He raises me in the small house by the church that is his to take care of. Visitors these days are scarce; war is raging just outside the forest. I know this, and I do not dare leave. At night I hear the agonized screams of the dying. Sometimes, Achilles' voice mingles.

My father urges me to stay. 'It is safe here,' he reminds me. 'This is a house of god.' The god he speaks of is not mine, but I do not leave.

The day after my sixteenth birthday, a small group of soldiers comes knocking on our door. The priest goes to open it. I can see the fear in his eyes. Uncertain what to do, I swiftly put the broom I had been using to sweep the cold stone floor aside and go to linger behind a pillar.

I watch as the priest talks to the men outside. Then he lets them in. There are five of them, two carrying a stretcher. A man lies on it, he appears to be unconscious. His linen trousers are stained with blood. I step out from my hiding spot and closer to the injured soldier. Five pairs of eyes flit and come to rest on me. My skin prickles under their scrutiny, but it does not matter. All I can see is the young man lying on the stretcher.

'Philtatos', I whisper. He has come to me. This time, he has found me. 'What did she say?', a soldier asks. I swallow. It is hard to form words right in this moment. Words were always Achilles strength. He spoke when I could not, his voice sharp yet melodical like the soft music he played on his lyre.

'Let me take care of the wounded,' I say, louder this time. My voice is scratchy, uncertain even to my own ears, but they nod and follow my father as he directs them to a room where they can lay down their comrade.

Days go by and I do not once leave his side. His wound is taken care of, but the fever has taken him before their arrival, and now he lies in delirium. The priest comes and goes, brings food, water, and cold rags for the nameless soldier he has so generously given refugee.

'I have never taught you any of this', he says one day. He points a pale, thin finger and the bandaged wound on the soldiers leg. Panic rises in my throat. These things are dangerous in these times. After all I have witnessed or heard of so far, I would not put it beyond a father to proclaim his own daughter a witch. I have burned before, but the thought of flames eating me alive terrifies me. 'I merely took a chance, father.'

He seems satisfied with my answer- perhaps he simply does not want to look into it.  
His comrades take to visiting me from time to time. I can feel their eyes lingering, but in the end they don't dare touch the daughter of the man who gives them shelter, puts food and drink on their table. They know as well as I do that they could easily overcome the frail priest and a fragile young woman. Yet they do not make a move. This is where their honour prevails, I suppose.

After nights of staying awake watching Achilles, the lack of sleep has finally taken its toll. The night he wakes up I am asleep in a chair next to his provisory rest. When I next wake up, his eyes are resting on me. I am suddenly very aware of my appearance; a simple brown linen dress, a dirty white blouse over it. My long hair is shimmery red and falling out of the braids in messy strands. My eyes are green, my features too sharp and my nose too straight. I cannot move. 'You talk in your sleep' is the first thing he says to me in this life. His voice is surprisingly deep. I do not ask him what I said. I already know- it's the same as always, no matter who or where I am or when.

We talk throughout the whole night. He tells me stories of the war, and I simply nod along, because even if this is a different time; a different war- all battles are the same. The suffering, the despair, the smell of blood and gore. The strange mixture of grief and glory afterwards.

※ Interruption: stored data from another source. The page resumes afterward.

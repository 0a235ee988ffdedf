//! Archive extraction module
//!
//! Handles tar.gz, tar.zst, plain tar, zip and bare executables.

use std::fs::{self, File};
use std::io::{self, BufReader, Read};
use std::path::{Component, Path, PathBuf};

use thiserror::Error;
use zip::ZipArchive;
use zstd::stream::Decoder as ZstdDecoder;

use tapbin_schema::ArtifactFormat;

/// Errors raised while unpacking an artifact.
#[derive(Error, Debug)]
pub enum ExtractError {
    /// Filesystem or decoder failure.
    #[error("IO error: {0}")]
    Io(#[from] io::Error),

    /// Malformed or hostile archive content.
    #[error("Archive error: {0}")]
    Archive(String),
}

/// Information about an extracted file
#[derive(Debug, Clone)]
pub struct ExtractedFile {
    /// Path relative to extraction root
    pub relative_path: PathBuf,
    /// Absolute path on disk
    pub absolute_path: PathBuf,
    /// Whether this is an executable
    pub is_executable: bool,
}

/// Reject entries that would land outside the extraction root.
fn checked_relative(path: &Path) -> Result<PathBuf, ExtractError> {
    let mut clean = PathBuf::new();
    for component in path.components() {
        match component {
            Component::Normal(part) => clean.push(part),
            Component::CurDir => {}
            Component::ParentDir | Component::RootDir | Component::Prefix(_) => {
                return Err(ExtractError::Archive(format!(
                    "Invalid path in archive: {}",
                    path.display()
                )));
            }
        }
    }
    Ok(clean)
}

/// Extract a tar.zst archive to a destination directory
///
/// # Errors
///
/// Returns an error if the archive cannot be read or contains unsafe paths.
pub fn extract_tar_zst(
    archive_path: &Path,
    dest_dir: &Path,
) -> Result<Vec<ExtractedFile>, ExtractError> {
    let file = File::open(archive_path)?;
    let reader = BufReader::new(file);
    let zstd_decoder = ZstdDecoder::new(reader)?;

    extract_tar(zstd_decoder, dest_dir)
}

/// Extract a tar.gz archive to a destination directory
///
/// # Errors
///
/// Returns an error if the archive cannot be read or contains unsafe paths.
pub fn extract_tar_gz(
    archive_path: &Path,
    dest_dir: &Path,
) -> Result<Vec<ExtractedFile>, ExtractError> {
    let file = File::open(archive_path)?;
    let reader = BufReader::new(file);
    let gz_decoder = flate2::read::GzDecoder::new(reader);

    extract_tar(gz_decoder, dest_dir)
}

/// Extract a tar archive from a reader
fn extract_tar<R: Read>(reader: R, dest_dir: &Path) -> Result<Vec<ExtractedFile>, ExtractError> {
    fs::create_dir_all(dest_dir)?;

    let mut archive = tar::Archive::new(reader);
    let mut extracted_files = Vec::new();

    for entry in archive.entries()? {
        let mut entry = entry?;
        let entry_type = entry.header().entry_type();

        // Skip directories
        if entry_type.is_dir() {
            continue;
        }
        // Links could point anywhere; release archives never need them.
        if entry_type.is_symlink() || entry_type.is_hard_link() {
            continue;
        }

        let relative_path = checked_relative(&entry.path()?)?;
        if relative_path.as_os_str().is_empty() {
            continue;
        }
        let absolute_path = dest_dir.join(&relative_path);

        if let Some(parent) = absolute_path.parent() {
            fs::create_dir_all(parent)?;
        }

        entry.unpack(&absolute_path)?;

        // Check if executable (Unix mode has execute bit)
        let is_executable = entry
            .header()
            .mode()
            .map(|m| m & 0o111 != 0)
            .unwrap_or(false);

        extracted_files.push(ExtractedFile {
            relative_path,
            absolute_path,
            is_executable,
        });
    }

    Ok(extracted_files)
}

/// Extract a zip archive
///
/// # Errors
///
/// Returns an error if the archive cannot be opened or written out.
pub fn extract_zip(
    archive_path: &Path,
    dest_dir: &Path,
) -> Result<Vec<ExtractedFile>, ExtractError> {
    let file = File::open(archive_path)?;
    let mut archive = ZipArchive::new(file).map_err(|e| ExtractError::Archive(e.to_string()))?;

    fs::create_dir_all(dest_dir)?;
    let mut extracted_files = Vec::new();

    for i in 0..archive.len() {
        let mut file = archive
            .by_index(i)
            .map_err(|e| ExtractError::Archive(e.to_string()))?;
        let Some(relative_path) = file.enclosed_name().map(|p| p.to_path_buf()) else {
            return Err(ExtractError::Archive(format!(
                "Invalid path in archive: {}",
                file.name()
            )));
        };

        if file.is_dir() {
            fs::create_dir_all(dest_dir.join(&relative_path))?;
            continue;
        }

        let absolute_path = dest_dir.join(&relative_path);
        if let Some(p) = absolute_path.parent() {
            fs::create_dir_all(p)?;
        }

        let mut outfile = File::create(&absolute_path)?;
        io::copy(&mut file, &mut outfile)?;

        #[cfg(unix)]
        let is_executable = if let Some(mode) = file.unix_mode() {
            use std::os::unix::fs::PermissionsExt;
            fs::set_permissions(&absolute_path, fs::Permissions::from_mode(mode))?;
            mode & 0o111 != 0
        } else {
            false
        };
        #[cfg(not(unix))]
        let is_executable = false;

        extracted_files.push(ExtractedFile {
            relative_path,
            absolute_path,
            is_executable,
        });
    }

    Ok(extracted_files)
}

/// Unpack `archive_path` into `dest_dir` according to `format`.
///
/// A bare [`ArtifactFormat::Binary`] is copied in as `bin_name`.
///
/// # Errors
///
/// Returns an error if the archive cannot be read or contains unsafe paths.
pub fn extract(
    format: ArtifactFormat,
    archive_path: &Path,
    dest_dir: &Path,
    bin_name: &str,
) -> Result<Vec<ExtractedFile>, ExtractError> {
    match format {
        ArtifactFormat::TarZst => extract_tar_zst(archive_path, dest_dir),
        ArtifactFormat::TarGz => extract_tar_gz(archive_path, dest_dir),
        ArtifactFormat::Tar => {
            let file = File::open(archive_path)?;
            extract_tar(BufReader::new(file), dest_dir)
        }
        ArtifactFormat::Zip => extract_zip(archive_path, dest_dir),
        ArtifactFormat::Binary => {
            fs::create_dir_all(dest_dir)?;
            let dest_path = dest_dir.join(bin_name);
            fs::copy(archive_path, &dest_path)?;

            Ok(vec![ExtractedFile {
                relative_path: PathBuf::from(bin_name),
                absolute_path: dest_path,
                is_executable: true,
            }])
        }
    }
}

/// Pick the extracted file the install step should copy.
///
/// Among entries named `name`, executables win over plain files, then the
/// shallowest path: the archive root before a `tool-1.0/` wrapper before
/// anything nested deeper. Ties go to the lexically first path.
pub fn find_binary<'a>(files: &'a [ExtractedFile], name: &str) -> Option<&'a ExtractedFile> {
    files
        .iter()
        .filter(|f| f.relative_path.file_name().is_some_and(|n| n == name))
        .min_by(|a, b| {
            b.is_executable
                .cmp(&a.is_executable)
                .then_with(|| {
                    a.relative_path
                        .components()
                        .count()
                        .cmp(&b.relative_path.components().count())
                })
                .then_with(|| a.relative_path.cmp(&b.relative_path))
        })
}

#[cfg(test)]
mod tests {
    use super::*;
    use flate2::Compression;
    use flate2::write::GzEncoder;

    fn write_tar_gz(path: &Path, files: &[(&str, &[u8], u32)]) {
        let file = File::create(path).unwrap();
        let encoder = GzEncoder::new(file, Compression::default());
        let mut builder = tar::Builder::new(encoder);
        for (name, data, mode) in files {
            let mut header = tar::Header::new_gnu();
            header.set_size(data.len() as u64);
            header.set_mode(*mode);
            header.set_cksum();
            builder.append_data(&mut header, name, *data).unwrap();
        }
        builder.into_inner().unwrap().finish().unwrap();
    }

    #[test]
    fn extracts_tar_gz_and_flags_executables() {
        let dir = tempfile::tempdir().unwrap();
        let archive = dir.path().join("tool.tar.gz");
        write_tar_gz(
            &archive,
            &[
                ("tool", b"#!/bin/sh\necho hi\n", 0o755),
                ("README.md", b"docs", 0o644),
            ],
        );

        let out = dir.path().join("out");
        let files = extract(ArtifactFormat::TarGz, &archive, &out, "tool").unwrap();
        assert_eq!(files.len(), 2);
        let tool = files
            .iter()
            .find(|f| f.relative_path == Path::new("tool"))
            .unwrap();
        assert!(tool.is_executable);
        assert_eq!(fs::read(out.join("README.md")).unwrap(), b"docs");
    }

    #[test]
    fn rejects_parent_dir_components() {
        assert!(checked_relative(Path::new("../escape")).is_err());
        assert!(checked_relative(Path::new("/etc/passwd")).is_err());
        assert_eq!(
            checked_relative(Path::new("./a/b")).unwrap(),
            PathBuf::from("a/b")
        );
    }

    #[test]
    fn bare_binary_is_copied_under_bin_name() {
        let dir = tempfile::tempdir().unwrap();
        let download = dir.path().join("tool_linux_amd64");
        fs::write(&download, b"\x7fELF").unwrap();

        let out = dir.path().join("out");
        let files = extract(ArtifactFormat::Binary, &download, &out, "tool").unwrap();
        assert_eq!(files[0].absolute_path, out.join("tool"));
        assert_eq!(fs::read(out.join("tool")).unwrap(), b"\x7fELF");
    }

    fn file(path: &str, is_executable: bool) -> ExtractedFile {
        ExtractedFile {
            relative_path: PathBuf::from(path),
            absolute_path: Path::new("/staging").join(path),
            is_executable,
        }
    }

    #[test]
    fn find_binary_prefers_executables_then_shallow_paths() {
        let files = [
            file("b/c/bin/tool", true),
            file("a/bin/tool", true),
            file("tool-1.0/tool", true),
            file("tool-1.0/README.md", false),
        ];
        let found = find_binary(&files, "tool").unwrap();
        assert_eq!(found.relative_path, Path::new("tool-1.0/tool"));

        // A non-executable file at the root loses to an executable one below it.
        let files = [file("tool", false), file("dist/tool", true)];
        let found = find_binary(&files, "tool").unwrap();
        assert_eq!(found.relative_path, Path::new("dist/tool"));

        // Zip entries without mode bits still resolve.
        let files = [file("tool", false)];
        assert!(find_binary(&files, "tool").is_some());

        assert!(find_binary(&files, "missing").is_none());
        assert!(find_binary(&[file("tools", true)], "tool").is_none());
    }
}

Achilles name in this life is Theo. He likes fighting as much as he always has- thus he insists he go back to the fields as soon as possible. I tell him to rest at least a week longer. I tell him I'd rather have him stay for two. Surprisingly, his objections are quite silent and short.

We take to spending a lot of time together. His comrades leave to fight two days after he wakes up, so during the day he has nothing to distract him but me. The soldiers take up on my father's offer to return for a good meal and a safer sleeping place as often as they can.

Theo and I grow close quickly- we click just like Achilles and I did the first time. The priest watches, but he doesn't say anything.

The day Theo leaves to fight comes all too soon. He is already halfway out the door when I catch up to him. 'Take care of yourself', I say hesitantly. He flashes me a smile, brief and small, but there. 'I'll come back.'

I should not worry, seeing as this is Achilles- even if reborn, some of his talents given by the old gods must remain- but I find myself rendered useless for the entire day. When none of the five soldiers return that night, I stay up and watch the small path leading up to the church through a dirty window.

They do not return the next night. Nor the night after that. On the fourth night, my father walks up behind me and puts a light hand on my shoulder. 'You need sleep, my daughter,' he speaks into the silence. I do not turn to look at him. 'Do you not worry?' I ask. His hand remains where it is. 'They are soldiers. Death is upon all of us, but to their feet it clings with their every step.' His hand is warm on my shoulder, but I shiver at his words. He draws away. 'You should pray to god for their safety instead of staring out of a window night by night.' With that, he leaves.

I do not pray to the god whose name I don't even know. I merely hope. On the sixth evening, a knock sounds through the laden silence of the halls. The doors open before I reach them, and there stand Achilles and three of his companions. They look dirty and tired, but their eyes sparkle with a strangely beautiful edge of madness that only fighting can bring.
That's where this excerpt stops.